Now, after a six-month closure, the island is reopening its doors in October, albeit in a very limited manner. During the tourist ban, progressive steps were taken to put better management systems in place for waste, development, and public health across the island. Lodging capacity will be closely monitored, as will tourist activities and behavior. According to the Philippines Department of Tourism, the days of a free-for-all island party are over. “A better and more sustainable Boracay is set to welcome back visitors on October 26th,” the department said in a release.
The tourism office has yet to provide details on exact tourist capacity, but only 5,000 hotel rooms will be open for booking in advance of the reopening. The island’s economy has soared in recent years, drawing more than two million visitors annually and becoming one of the country’s most popular tourist draws. But the small island simply wasn’t developed in a manner to house, feed, and monitor that many people. Those planning a trip should expect major changes, particularly if they plan to indulge in the island’s legendary party scene. The casinos are gone and there will be no more drinking or smoking on the white beaches. Additionally, the popular “Laboracay” celebrations that drew 60,000 to 70,000 people to the island each year over Labor Day weekend are now a thing of the past.
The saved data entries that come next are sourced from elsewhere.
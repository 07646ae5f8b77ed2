//! Name to address resolution with ordered fallback layers.

use crate::message::DcpAddress;
use std::collections::HashMap;
use std::sync::Arc;

/// Maps a platform display name to its address.
pub trait NameResolver: Send + Sync {
    /// Resolves `name`, or returns `None` if unknown.
    fn resolve(&self, name: &str) -> Option<DcpAddress>;
}

/// Local name map backed by an ordered list of parent layers.
///
/// Lookups are case-insensitive. A name missing locally is tried against each
/// layer in the order the layers were added.
#[derive(Default, Clone)]
pub struct NameMapper {
    local: HashMap<String, DcpAddress>,
    layers: Vec<Arc<dyn NameResolver>>,
}

impl NameMapper {
    /// Creates an empty mapper with no layers.
    pub fn new() -> Self {
        Self::default()
    }

    /// Adds a fallback layer after any existing ones.
    pub fn with_layer(mut self, layer: Arc<dyn NameResolver>) -> Self {
        self.layers.push(layer);
        self
    }

    /// Adds or replaces a local mapping.
    pub fn insert(&mut self, name: &str, address: DcpAddress) {
        self.local.insert(name.to_lowercase(), address);
    }

    /// Number of local mappings.
    pub fn len(&self) -> usize {
        self.local.len()
    }

    /// Returns true if there are no local mappings.
    pub fn is_empty(&self) -> bool {
        self.local.is_empty()
    }
}

impl NameResolver for NameMapper {
    fn resolve(&self, name: &str) -> Option<DcpAddress> {
        if let Some(address) = self.local.get(&name.to_lowercase()) {
            return Some(address.clone());
        }
        self.layers.iter().find_map(|layer| layer.resolve(name))
    }
}

impl std::fmt::Debug for NameMapper {
    fn fmt(&self, f: &mut std::fmt::Formatter<'_>) -> std::fmt::Result {
        f.debug_struct("NameMapper")
            .field("local", &self.local)
            .field("layers", &self.layers.len())
            .finish()
    }
}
The remainder of Boracay’s tourism infrastructure, including the hotels, restaurants, and beaches not open in October, will not be available until the island is back at full-scale operation in late 2019. “October is only a soft opening… how can you rehabilitate an island under a state of calamity in only six months?” said Bernadette Romulo-Puyat to the Philippine Daily Inquirer. Tourism will remain the driving force of Boracay’s economy, but in a much more sustainable fashion.